Search This Blog

Powered by Blogger.

Blog Archive

Labels

Showing posts with label Phishing URL. Show all posts

Phishing URL Blocking Failure Leads to Cloudflare Service Disruptions

 


Yesterday, Cloudflare attempted to block an unintentional phishing URL within its R2 object storage platform, causing an outage that affected multiple services for nearly an hour. The outage was caused by an attempt to prevent spammers from accessing the URL. Its scalable and cost-efficient object storage service is comparable to Amazon's S3 and offers seamless integration into Cloudflare's ecosystem. 

As an S3-compatible storage service, the platform enables users to store their data across multiple locations, ensures data availability and reliability, and offers cost-free data retrievals, ensuring users can access their data without worries. A Cloudflare employee responded to an abuse report regarding a phishing URL hosted on its R2 platform, which caused the outage which occurred during the blackout. 

Inadvertently, the employee disabled the entire R2 Gateway service instead of restricting access to the specific endpoint, resulting in a significant service disruption. To prevent phishing URLs on the R2 platform, it accidentally resulted in a widespread outage of several Cloudflare services for almost an hour due to an attempt to block a phishing URL on the platform. 

Object storage solution Cloudflare R2 is no-egress-fee and has the same functionality as Amazon S3 and enables free data retrieval as well as S3 compatibility, replication, and seamless integration with other Cloudflare services to ensure efficiency and scalability in the storage of objects. In the incident which occurred late last week, Cloudflare employees responded to a complaint regarding a phishing URL hosted on the R2 platform.

However, the mitigation attempt resulted in an unintended disruption of service availability, which negatively impacted the operations of the platform. In the primary incident window of Cloudflare R2, all users were experiencing 100% failure rates when accessing their buckets and objects within the platform. Specifically, services that relied on R2 were experiencing higher error rates and operational failures as a result of their particular usage of the platform, as explained in the table below. 

Cloudflare R2 Object Storage and several related services were affected by an incident which took place from 08:10 to 09:09 UTC and lasted for 59 minutes. As a result of the impacted service failures, Stream experienced an entirely complete failure in video uploads and streaming, whereas Images experienced a 100% failure rate in uploads and downloads of images. During the week, Cache Reserve was completely down, raising origin requests to an all-time high. 

It has been observed that Vectorize experienced 75% failure rates for queries and failed to accomplish inserts, upserts, and deletes. It also experienced a 100% failure rate for insert, upsert, and delete operations. Log Delivery suffered delays and data loss, with up to 13.6% of all logs for R2-related jobs and up to 4.5% for non-R2 delivery jobs. Furthermore, the Key Transparency Auditor's signature publishing and reading operations were completely inoperable. Several other services were indirectly affected, experiencing partial disruptions, but they were not directly impacted. 

The error rates at Durable Objects increased by 0.9% following a service restoration due to reconnections, whereas Cache Purge experienced 1.8% more HTTP 5xx errors, as well as a tenfold increase in latency, as well as Workers & Pages experiencing a deployment failure rate of 0.002%, which was specifically affecting R2 projects only. As a consequence of the outage, all operations involving the R2 platform failed between 08:14 UTC and 09:13 UTC, meaning that 100% of operations involving R2 encountered errors. 

Services reliant on the R2 platform also saw an increase in the failure rate for operations that depend on it. During the period between 09:13 and 09:36 UTC, when R2 systems had recovered, and client connections had been restored, a backlog of requests caused a temporary increase in the operational load on the metadata layer of R2 based on Durable Objects. In North America, it was observed that there was only a 0.09% increase in error rates observed during this period, indicating that the impact was less severe. 
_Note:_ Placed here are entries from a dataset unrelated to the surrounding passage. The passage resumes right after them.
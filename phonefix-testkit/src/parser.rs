use phonefix_types::number::{NumberParser, NumberType, ParseError, PhoneNumber, PossibleNumber};
use std::ops::RangeInclusive;

struct NumberRange {
    prefixes: &'static [&'static str],
    number_type: NumberType,
    lengths: RangeInclusive<usize>,
    /// Digit group sizes after the country code. Leftover digits form one more group.
    groups: &'static [usize],
}

struct Plan {
    region: &'static str,
    country_code: u16,
    national_prefix: &'static str,
    lengths: RangeInclusive<usize>,
    ranges: &'static [NumberRange],
    short_numbers: &'static [&'static str],
    emergency_numbers: &'static [&'static str],
}

const HU_GEOGRAPHIC: &[&str] = &[
    "22", "23", "24", "25", "26", "27", "28", "29", "32", "33", "34", "35", "36", "37", "42",
    "44", "45", "46", "47", "48", "49", "52", "53", "54", "56", "57", "59", "62", "63", "66",
    "68", "69", "72", "73", "74", "75", "76", "77", "78", "79", "82", "83", "84", "85", "87",
    "88", "89", "92", "93", "94", "95", "96", "99",
];

const HU: Plan = Plan {
    region: "HU",
    country_code: 36,
    national_prefix: "06",
    lengths: 8..=9,
    ranges: &[
        NumberRange {
            prefixes: &["1"],
            number_type: NumberType::FixedLine,
            lengths: 8..=8,
            groups: &[1, 3, 4],
        },
        NumberRange {
            prefixes: &["20", "30", "31", "50", "70"],
            number_type: NumberType::Mobile,
            lengths: 9..=9,
            groups: &[2, 3, 4],
        },
        NumberRange {
            prefixes: &["90", "91"],
            number_type: NumberType::PremiumRate,
            lengths: 8..=8,
            groups: &[2, 3, 3],
        },
        NumberRange {
            prefixes: &["80"],
            number_type: NumberType::TollFree,
            lengths: 8..=8,
            groups: &[2, 3, 3],
        },
        NumberRange {
            prefixes: HU_GEOGRAPHIC,
            number_type: NumberType::FixedLine,
            lengths: 8..=8,
            groups: &[2, 3, 3],
        },
    ],
    short_numbers: &["104", "105", "107", "112", "1272"],
    emergency_numbers: &["104", "105", "107", "112"],
};

const DE: Plan = Plan {
    region: "DE",
    country_code: 49,
    national_prefix: "0",
    lengths: 9..=11,
    ranges: &[
        NumberRange {
            prefixes: &["30"],
            number_type: NumberType::FixedLine,
            lengths: 9..=11,
            groups: &[2],
        },
        // Renders one digit per group.
        NumberRange {
            prefixes: &["89"],
            number_type: NumberType::FixedLine,
            lengths: 9..=9,
            groups: &[1, 1, 1, 1, 1, 1, 1, 1, 1],
        },
        NumberRange {
            prefixes: &["771"],
            number_type: NumberType::FixedLine,
            lengths: 9..=10,
            groups: &[3],
        },
        NumberRange {
            prefixes: &["151", "160", "170", "171", "172", "176"],
            number_type: NumberType::Mobile,
            lengths: 11..=11,
            groups: &[3],
        },
    ],
    short_numbers: &["110", "112", "115"],
    emergency_numbers: &["110", "112"],
};

const PLANS: &[&Plan] = &[&HU, &DE];

impl Plan {
    fn range_for(&self, nsn: &str) -> Option<&NumberRange> {
        self.ranges.iter().find(|r| {
            r.lengths.contains(&nsn.len()) && r.prefixes.iter().any(|p| nsn.starts_with(p))
        })
    }
}

fn plan_for_region(region: &str) -> Option<&'static Plan> {
    PLANS.iter().copied().find(|p| p.region == region)
}

fn plan_for_code(country_code: u16) -> Option<&'static Plan> {
    PLANS.iter().copied().find(|p| p.country_code == country_code)
}

fn digits_of(s: &str) -> String {
    s.chars().filter(char::is_ascii_digit).collect()
}

fn group(nsn: &str, sizes: &[usize]) -> String {
    let mut parts = Vec::new();
    let mut pos = 0;
    for &size in sizes {
        if pos >= nsn.len() {
            break;
        }
        let end = (pos + size).min(nsn.len());
        parts.push(&nsn[pos..end]);
        pos = end;
    }
    if pos < nsn.len() {
        parts.push(&nsn[pos..]);
    }
    parts.join(" ")
}

/// Deterministic [`NumberParser`] over a hand-written HU/DE numbering table.
#[derive(Debug, Clone, Default)]
pub struct FixtureParser {
    faults: Vec<String>,
}

impl FixtureParser {
    pub fn new() -> Self {
        Self::default()
    }

    /// Makes `parse` fail with [`ParseError::Fault`] for exactly this raw input.
    pub fn failing_on(mut self, raw: impl Into<String>) -> Self {
        self.faults.push(raw.into());
        self
    }
}

impl NumberParser for FixtureParser {
    fn parse(&self, raw: &str, region: &str) -> Result<PhoneNumber, ParseError> {
        if self.faults.iter().any(|f| f == raw) {
            return Err(ParseError::Fault {
                message: format!("injected fault for {raw:?}"),
            });
        }

        let (body, extension) = match raw.find("ext.") {
            Some(idx) => {
                let ext = raw[idx + "ext.".len()..].trim();
                (&raw[..idx], (!ext.is_empty()).then(|| ext.to_string()))
            }
            None => (raw, None),
        };

        let start = body
            .find(|c: char| c == '+' || c.is_ascii_digit())
            .ok_or(ParseError::NotANumber)?;
        let body = &body[start..];
        let digits = digits_of(body);

        let international = if body.starts_with('+') {
            Some(digits.as_str())
        } else {
            digits.strip_prefix("00")
        };

        let (plan, nsn) = match international {
            Some(rest) => {
                if rest.is_empty() {
                    return Err(ParseError::TooShortAfterIdd);
                }
                let plan = PLANS
                    .iter()
                    .copied()
                    .find(|p| rest.starts_with(&p.country_code.to_string()))
                    .ok_or(ParseError::InvalidCountryCode)?;
                let cc_len = plan.country_code.to_string().len();
                (plan, rest[cc_len..].to_string())
            }
            None => {
                let plan = plan_for_region(region).ok_or(ParseError::InvalidCountryCode)?;
                let nsn = digits
                    .strip_prefix(plan.national_prefix)
                    .unwrap_or(&digits)
                    .to_string();
                (plan, nsn)
            }
        };

        if nsn.len() < 2 {
            return Err(ParseError::TooShortNsn);
        }
        if nsn.len() > 17 {
            return Err(ParseError::TooLong);
        }

        Ok(PhoneNumber {
            country_code: plan.country_code,
            national_number: nsn,
            extension,
            raw_input: raw.to_string(),
        })
    }

    fn possible_number_reason(&self, number: &PhoneNumber) -> PossibleNumber {
        let Some(plan) = plan_for_code(number.country_code) else {
            return PossibleNumber::InvalidCountryCode;
        };
        let len = number.national_number.len();
        if len < *plan.lengths.start() {
            PossibleNumber::TooShort
        } else if len > *plan.lengths.end() {
            PossibleNumber::TooLong
        } else {
            PossibleNumber::IsPossible
        }
    }

    fn is_valid_number(&self, number: &PhoneNumber) -> bool {
        plan_for_code(number.country_code)
            .and_then(|p| p.range_for(&number.national_number))
            .is_some()
    }

    fn number_type(&self, number: &PhoneNumber) -> NumberType {
        plan_for_code(number.country_code)
            .and_then(|p| p.range_for(&number.national_number))
            .map(|r| r.number_type)
            .unwrap_or(NumberType::Unknown)
    }

    fn is_valid_short_number(&self, number: &PhoneNumber) -> bool {
        number.extension.is_none()
            && plan_for_code(number.country_code)
                .is_some_and(|p| p.short_numbers.contains(&number.national_number.as_str()))
    }

    fn is_emergency_number(&self, raw: &str, region: &str) -> bool {
        let digits = digits_of(raw);
        plan_for_region(region).is_some_and(|p| p.emergency_numbers.contains(&digits.as_str()))
    }

    fn format_international(&self, number: &PhoneNumber) -> String {
        let nsn = &number.national_number;
        let grouped = plan_for_code(number.country_code)
            .and_then(|p| p.range_for(nsn))
            .map(|r| group(nsn, r.groups))
            .unwrap_or_else(|| nsn.clone());

        let mut out = format!("+{} {}", number.country_code, grouped);
        if let Some(ext) = &number.extension {
            out.push_str(" ext. ");
            out.push_str(ext);
        }
        out
    }

    fn format_in_original_format(&self, number: &PhoneNumber) -> String {
        number.raw_input.trim().to_string()
    }

    fn region_for_number(&self, number: &PhoneNumber) -> String {
        plan_for_code(number.country_code)
            .map(|p| p.region.to_string())
            .unwrap_or_default()
    }
}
According to CloudFlare, the incident was primarily caused by human error and the absence of critical safeguards, such as validation checks for high-impact actions. The company has taken immediate corrective measures in response to the issue. These include removing the capability of disabling systems from the abuse review interface and limiting access to the Admin API so that internal accounts can no longer shut down services. 

Cloudflare's provisioning processes will be improved to reduce the risk of recurrence in the future, and stricter access controls will be enforced further to mitigate the risk of repeat incidents in the future. Additionally, two-party approval systems will be implemented for high-risk actions to further mitigate risk. The measures are intended to ensure the integrity of the system and prevent unintended interruptions of service as a result of these actions.